**REQUIRED WORK:** Below are some records. How many of their lines contain the string "receiver"? Give the number only.
··· INPUT MATERIAL
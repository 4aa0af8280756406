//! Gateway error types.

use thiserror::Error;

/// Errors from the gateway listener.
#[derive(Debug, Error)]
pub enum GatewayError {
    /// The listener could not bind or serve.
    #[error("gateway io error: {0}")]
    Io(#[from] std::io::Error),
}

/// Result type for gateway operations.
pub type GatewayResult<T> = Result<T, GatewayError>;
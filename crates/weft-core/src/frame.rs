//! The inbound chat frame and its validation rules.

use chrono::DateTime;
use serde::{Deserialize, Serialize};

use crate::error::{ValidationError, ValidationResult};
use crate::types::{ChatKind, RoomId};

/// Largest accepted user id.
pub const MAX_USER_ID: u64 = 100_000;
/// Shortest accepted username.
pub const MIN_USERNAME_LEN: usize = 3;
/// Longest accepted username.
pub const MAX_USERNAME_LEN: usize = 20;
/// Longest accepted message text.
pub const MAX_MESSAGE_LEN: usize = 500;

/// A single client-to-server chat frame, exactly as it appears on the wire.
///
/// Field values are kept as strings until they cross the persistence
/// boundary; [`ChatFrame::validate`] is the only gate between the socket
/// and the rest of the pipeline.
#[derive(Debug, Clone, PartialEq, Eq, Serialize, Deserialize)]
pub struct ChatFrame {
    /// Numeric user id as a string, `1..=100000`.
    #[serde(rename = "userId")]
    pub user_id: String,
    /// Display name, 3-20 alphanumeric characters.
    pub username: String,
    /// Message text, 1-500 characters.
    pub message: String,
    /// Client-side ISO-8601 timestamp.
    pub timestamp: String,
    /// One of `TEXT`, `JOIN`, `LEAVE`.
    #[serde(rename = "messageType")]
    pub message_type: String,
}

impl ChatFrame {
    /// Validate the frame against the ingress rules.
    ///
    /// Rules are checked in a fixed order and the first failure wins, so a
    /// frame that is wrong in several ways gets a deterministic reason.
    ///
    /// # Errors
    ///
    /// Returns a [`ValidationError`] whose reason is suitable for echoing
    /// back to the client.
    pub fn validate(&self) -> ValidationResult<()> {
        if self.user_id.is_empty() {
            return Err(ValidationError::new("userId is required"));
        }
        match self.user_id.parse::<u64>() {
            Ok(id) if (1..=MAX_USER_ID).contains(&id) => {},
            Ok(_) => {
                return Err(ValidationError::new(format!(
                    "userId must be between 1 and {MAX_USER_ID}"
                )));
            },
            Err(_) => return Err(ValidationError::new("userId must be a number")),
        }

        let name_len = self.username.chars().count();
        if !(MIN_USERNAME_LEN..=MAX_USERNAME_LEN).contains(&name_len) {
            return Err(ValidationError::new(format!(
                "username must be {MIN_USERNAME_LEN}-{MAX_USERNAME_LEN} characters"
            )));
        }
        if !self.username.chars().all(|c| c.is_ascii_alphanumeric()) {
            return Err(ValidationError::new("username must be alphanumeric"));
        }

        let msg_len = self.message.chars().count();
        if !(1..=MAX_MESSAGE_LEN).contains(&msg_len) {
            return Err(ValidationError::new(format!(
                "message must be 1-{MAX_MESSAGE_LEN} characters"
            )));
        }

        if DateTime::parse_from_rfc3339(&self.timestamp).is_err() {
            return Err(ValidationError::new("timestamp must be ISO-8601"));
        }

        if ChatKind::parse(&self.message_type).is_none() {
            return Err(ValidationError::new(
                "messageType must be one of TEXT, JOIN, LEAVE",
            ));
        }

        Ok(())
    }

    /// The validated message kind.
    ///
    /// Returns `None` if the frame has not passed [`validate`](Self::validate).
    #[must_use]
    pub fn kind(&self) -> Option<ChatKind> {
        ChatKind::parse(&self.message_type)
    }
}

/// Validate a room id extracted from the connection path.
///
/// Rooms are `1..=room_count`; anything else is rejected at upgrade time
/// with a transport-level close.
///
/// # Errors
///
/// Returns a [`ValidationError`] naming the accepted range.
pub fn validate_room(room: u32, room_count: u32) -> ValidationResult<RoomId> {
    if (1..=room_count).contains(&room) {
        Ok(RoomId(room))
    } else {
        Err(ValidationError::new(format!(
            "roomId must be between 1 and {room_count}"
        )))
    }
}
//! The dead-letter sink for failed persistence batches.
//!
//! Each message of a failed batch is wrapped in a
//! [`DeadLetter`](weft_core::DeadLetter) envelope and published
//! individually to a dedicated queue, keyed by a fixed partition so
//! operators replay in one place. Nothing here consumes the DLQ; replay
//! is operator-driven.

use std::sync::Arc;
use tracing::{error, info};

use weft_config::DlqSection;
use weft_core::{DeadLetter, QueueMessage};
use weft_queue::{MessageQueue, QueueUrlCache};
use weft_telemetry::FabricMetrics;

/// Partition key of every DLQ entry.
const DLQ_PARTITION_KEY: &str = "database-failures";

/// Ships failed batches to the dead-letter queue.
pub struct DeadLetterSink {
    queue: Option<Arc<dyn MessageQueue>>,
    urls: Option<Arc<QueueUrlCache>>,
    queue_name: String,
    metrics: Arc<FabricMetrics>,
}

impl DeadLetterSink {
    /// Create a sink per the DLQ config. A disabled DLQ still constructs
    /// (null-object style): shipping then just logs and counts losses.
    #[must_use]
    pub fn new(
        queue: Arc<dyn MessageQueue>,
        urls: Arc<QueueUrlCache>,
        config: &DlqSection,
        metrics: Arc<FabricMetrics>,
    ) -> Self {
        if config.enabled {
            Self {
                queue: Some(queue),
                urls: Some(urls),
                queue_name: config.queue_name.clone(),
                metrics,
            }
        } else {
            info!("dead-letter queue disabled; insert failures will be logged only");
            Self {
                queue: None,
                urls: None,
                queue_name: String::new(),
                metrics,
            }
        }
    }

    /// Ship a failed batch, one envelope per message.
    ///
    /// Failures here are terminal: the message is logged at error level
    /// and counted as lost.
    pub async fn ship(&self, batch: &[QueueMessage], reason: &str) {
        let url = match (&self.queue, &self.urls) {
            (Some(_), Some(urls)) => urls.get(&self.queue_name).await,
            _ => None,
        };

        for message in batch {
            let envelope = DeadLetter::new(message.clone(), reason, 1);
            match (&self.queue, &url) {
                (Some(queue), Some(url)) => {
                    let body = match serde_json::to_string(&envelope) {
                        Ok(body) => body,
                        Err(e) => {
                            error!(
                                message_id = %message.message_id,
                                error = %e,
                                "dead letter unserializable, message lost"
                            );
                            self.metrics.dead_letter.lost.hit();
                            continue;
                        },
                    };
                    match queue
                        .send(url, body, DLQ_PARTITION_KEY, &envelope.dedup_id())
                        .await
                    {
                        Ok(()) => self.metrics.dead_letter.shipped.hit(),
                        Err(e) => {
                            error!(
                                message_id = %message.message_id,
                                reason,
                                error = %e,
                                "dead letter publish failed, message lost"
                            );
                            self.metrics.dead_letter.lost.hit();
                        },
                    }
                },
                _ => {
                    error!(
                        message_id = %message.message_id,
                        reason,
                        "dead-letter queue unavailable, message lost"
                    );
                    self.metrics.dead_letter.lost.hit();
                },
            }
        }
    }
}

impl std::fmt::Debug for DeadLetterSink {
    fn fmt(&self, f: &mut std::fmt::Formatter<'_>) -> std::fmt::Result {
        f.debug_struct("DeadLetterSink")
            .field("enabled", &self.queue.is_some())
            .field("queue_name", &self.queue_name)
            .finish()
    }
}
······
··· INPUT MATERIAL
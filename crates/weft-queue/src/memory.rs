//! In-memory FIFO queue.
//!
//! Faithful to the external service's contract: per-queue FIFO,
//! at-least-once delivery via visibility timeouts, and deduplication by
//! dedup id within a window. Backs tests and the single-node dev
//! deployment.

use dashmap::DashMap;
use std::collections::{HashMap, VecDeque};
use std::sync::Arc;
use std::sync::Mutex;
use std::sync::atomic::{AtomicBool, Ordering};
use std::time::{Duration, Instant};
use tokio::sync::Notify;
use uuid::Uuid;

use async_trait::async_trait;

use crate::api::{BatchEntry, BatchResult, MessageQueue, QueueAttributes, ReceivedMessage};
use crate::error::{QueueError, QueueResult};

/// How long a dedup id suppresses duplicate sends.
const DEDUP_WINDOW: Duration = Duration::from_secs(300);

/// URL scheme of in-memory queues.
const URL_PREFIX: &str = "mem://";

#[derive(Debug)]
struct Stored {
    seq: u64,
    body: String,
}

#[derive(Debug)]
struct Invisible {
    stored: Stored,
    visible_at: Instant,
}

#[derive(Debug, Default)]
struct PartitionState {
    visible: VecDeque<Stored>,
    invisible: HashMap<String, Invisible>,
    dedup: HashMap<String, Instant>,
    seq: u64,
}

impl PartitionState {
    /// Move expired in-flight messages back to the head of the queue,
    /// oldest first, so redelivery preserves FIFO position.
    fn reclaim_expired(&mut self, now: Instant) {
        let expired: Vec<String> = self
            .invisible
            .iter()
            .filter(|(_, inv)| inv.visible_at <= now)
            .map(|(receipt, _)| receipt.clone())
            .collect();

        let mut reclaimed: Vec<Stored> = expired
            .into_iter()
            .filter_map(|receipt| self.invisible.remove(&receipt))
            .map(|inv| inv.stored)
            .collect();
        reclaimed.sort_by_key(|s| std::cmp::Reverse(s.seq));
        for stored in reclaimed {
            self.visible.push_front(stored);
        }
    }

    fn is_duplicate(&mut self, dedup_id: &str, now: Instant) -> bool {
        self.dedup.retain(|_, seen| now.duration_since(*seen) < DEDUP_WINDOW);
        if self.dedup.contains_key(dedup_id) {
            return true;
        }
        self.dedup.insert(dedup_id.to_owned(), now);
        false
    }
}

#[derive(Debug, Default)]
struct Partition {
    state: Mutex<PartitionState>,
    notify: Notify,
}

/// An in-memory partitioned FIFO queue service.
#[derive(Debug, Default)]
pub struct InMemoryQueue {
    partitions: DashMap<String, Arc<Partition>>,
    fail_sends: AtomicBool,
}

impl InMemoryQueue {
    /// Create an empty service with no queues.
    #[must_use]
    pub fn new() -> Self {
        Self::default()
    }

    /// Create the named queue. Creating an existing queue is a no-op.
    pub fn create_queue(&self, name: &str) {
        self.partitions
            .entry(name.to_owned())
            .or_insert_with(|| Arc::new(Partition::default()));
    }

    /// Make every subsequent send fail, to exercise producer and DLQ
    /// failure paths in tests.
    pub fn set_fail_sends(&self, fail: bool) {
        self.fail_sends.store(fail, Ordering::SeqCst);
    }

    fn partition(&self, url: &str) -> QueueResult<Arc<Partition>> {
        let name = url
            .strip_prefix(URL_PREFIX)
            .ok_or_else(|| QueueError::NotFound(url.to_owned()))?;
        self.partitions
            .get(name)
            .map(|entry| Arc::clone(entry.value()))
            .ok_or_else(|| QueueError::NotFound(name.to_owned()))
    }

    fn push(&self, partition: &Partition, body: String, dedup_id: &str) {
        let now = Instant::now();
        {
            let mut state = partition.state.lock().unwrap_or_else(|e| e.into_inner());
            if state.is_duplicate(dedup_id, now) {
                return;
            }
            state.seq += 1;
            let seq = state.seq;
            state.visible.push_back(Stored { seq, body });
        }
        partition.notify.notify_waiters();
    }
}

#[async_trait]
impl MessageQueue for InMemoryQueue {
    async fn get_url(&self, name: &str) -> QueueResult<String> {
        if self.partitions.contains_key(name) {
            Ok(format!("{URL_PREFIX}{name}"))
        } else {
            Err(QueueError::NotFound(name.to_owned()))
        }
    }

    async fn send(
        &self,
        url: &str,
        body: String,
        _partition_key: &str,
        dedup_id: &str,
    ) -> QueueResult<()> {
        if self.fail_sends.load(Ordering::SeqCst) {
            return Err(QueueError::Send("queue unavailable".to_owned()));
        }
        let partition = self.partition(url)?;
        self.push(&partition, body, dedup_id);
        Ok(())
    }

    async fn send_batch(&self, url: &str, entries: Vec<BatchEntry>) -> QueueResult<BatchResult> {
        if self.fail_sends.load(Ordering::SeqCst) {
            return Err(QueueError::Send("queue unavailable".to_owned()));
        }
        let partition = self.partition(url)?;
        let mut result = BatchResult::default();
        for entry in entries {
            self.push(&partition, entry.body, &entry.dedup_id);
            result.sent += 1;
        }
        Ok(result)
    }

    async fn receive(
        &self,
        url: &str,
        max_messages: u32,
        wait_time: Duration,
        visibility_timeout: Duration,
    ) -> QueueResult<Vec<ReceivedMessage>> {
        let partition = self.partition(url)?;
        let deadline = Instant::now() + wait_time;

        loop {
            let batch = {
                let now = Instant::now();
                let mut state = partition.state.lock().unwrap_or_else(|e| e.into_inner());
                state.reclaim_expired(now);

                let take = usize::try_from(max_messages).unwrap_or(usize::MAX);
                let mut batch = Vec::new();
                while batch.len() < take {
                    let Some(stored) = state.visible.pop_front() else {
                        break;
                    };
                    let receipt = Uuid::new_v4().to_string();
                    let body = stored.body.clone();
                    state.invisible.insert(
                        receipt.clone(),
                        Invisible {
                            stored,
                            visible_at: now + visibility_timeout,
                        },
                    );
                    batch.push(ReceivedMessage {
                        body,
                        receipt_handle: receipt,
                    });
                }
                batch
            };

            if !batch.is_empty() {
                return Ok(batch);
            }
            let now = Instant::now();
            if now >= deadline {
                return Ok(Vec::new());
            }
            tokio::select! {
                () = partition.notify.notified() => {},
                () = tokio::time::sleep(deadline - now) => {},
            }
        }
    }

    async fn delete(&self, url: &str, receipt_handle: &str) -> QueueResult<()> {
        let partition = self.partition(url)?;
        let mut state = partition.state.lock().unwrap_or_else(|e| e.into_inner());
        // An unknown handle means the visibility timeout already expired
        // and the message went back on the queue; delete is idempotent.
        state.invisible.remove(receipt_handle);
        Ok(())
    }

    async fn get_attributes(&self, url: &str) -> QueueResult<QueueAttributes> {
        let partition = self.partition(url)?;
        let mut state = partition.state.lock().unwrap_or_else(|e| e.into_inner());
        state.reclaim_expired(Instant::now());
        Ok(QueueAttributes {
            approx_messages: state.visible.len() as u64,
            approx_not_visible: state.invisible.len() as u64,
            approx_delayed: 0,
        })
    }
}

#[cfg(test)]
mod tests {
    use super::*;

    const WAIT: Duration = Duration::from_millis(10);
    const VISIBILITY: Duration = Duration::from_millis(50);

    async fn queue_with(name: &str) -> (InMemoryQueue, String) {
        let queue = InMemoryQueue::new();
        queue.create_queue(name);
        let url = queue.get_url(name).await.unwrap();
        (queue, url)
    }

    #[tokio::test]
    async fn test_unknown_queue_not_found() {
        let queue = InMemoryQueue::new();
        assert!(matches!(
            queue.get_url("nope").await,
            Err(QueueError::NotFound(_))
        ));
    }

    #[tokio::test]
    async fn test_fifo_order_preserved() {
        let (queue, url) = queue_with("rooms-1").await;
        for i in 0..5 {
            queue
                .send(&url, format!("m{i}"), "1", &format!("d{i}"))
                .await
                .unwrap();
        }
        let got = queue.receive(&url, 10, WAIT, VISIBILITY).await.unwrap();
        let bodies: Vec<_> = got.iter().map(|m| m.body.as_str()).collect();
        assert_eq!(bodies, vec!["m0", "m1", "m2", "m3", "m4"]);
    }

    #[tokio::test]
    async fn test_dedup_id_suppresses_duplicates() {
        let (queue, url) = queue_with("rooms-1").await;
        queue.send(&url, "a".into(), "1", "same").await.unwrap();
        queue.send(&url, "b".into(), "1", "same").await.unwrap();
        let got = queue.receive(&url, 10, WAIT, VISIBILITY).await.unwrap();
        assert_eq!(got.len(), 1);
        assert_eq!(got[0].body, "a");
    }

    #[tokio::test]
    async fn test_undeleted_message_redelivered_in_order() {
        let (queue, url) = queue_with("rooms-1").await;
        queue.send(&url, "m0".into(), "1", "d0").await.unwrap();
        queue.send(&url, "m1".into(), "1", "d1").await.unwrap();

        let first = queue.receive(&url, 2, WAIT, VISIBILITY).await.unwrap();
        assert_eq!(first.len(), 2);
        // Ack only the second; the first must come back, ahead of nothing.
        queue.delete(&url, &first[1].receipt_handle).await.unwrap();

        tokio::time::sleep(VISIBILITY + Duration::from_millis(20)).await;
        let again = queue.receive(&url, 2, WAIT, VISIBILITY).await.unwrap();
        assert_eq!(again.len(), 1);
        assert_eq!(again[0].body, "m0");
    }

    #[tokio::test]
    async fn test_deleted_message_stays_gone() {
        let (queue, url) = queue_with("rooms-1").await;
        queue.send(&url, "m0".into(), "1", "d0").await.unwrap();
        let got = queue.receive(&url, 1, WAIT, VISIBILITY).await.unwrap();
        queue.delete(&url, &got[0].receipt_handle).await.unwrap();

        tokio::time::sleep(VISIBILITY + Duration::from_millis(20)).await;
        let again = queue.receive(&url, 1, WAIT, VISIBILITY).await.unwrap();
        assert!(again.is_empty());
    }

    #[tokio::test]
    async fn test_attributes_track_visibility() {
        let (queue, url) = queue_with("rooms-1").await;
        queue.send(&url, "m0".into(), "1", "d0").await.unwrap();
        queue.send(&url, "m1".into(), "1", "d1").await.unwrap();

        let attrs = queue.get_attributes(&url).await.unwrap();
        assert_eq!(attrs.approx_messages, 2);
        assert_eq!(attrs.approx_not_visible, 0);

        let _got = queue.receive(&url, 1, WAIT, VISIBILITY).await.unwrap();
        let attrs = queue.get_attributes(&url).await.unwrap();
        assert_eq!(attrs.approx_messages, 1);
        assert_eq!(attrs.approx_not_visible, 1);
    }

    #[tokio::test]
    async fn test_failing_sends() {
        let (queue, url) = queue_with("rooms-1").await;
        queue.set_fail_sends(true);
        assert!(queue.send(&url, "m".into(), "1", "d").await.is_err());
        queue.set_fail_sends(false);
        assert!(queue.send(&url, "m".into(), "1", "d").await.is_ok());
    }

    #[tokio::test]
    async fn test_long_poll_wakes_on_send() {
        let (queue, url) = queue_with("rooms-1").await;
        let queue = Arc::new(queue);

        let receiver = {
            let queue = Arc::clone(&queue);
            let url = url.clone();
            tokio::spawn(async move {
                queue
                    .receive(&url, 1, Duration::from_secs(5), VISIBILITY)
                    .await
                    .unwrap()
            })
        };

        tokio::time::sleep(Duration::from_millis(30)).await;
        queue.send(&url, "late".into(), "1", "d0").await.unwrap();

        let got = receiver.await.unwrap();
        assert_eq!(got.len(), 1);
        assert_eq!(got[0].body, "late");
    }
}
······
**ANSWER TO THIS PROBLEM:** 2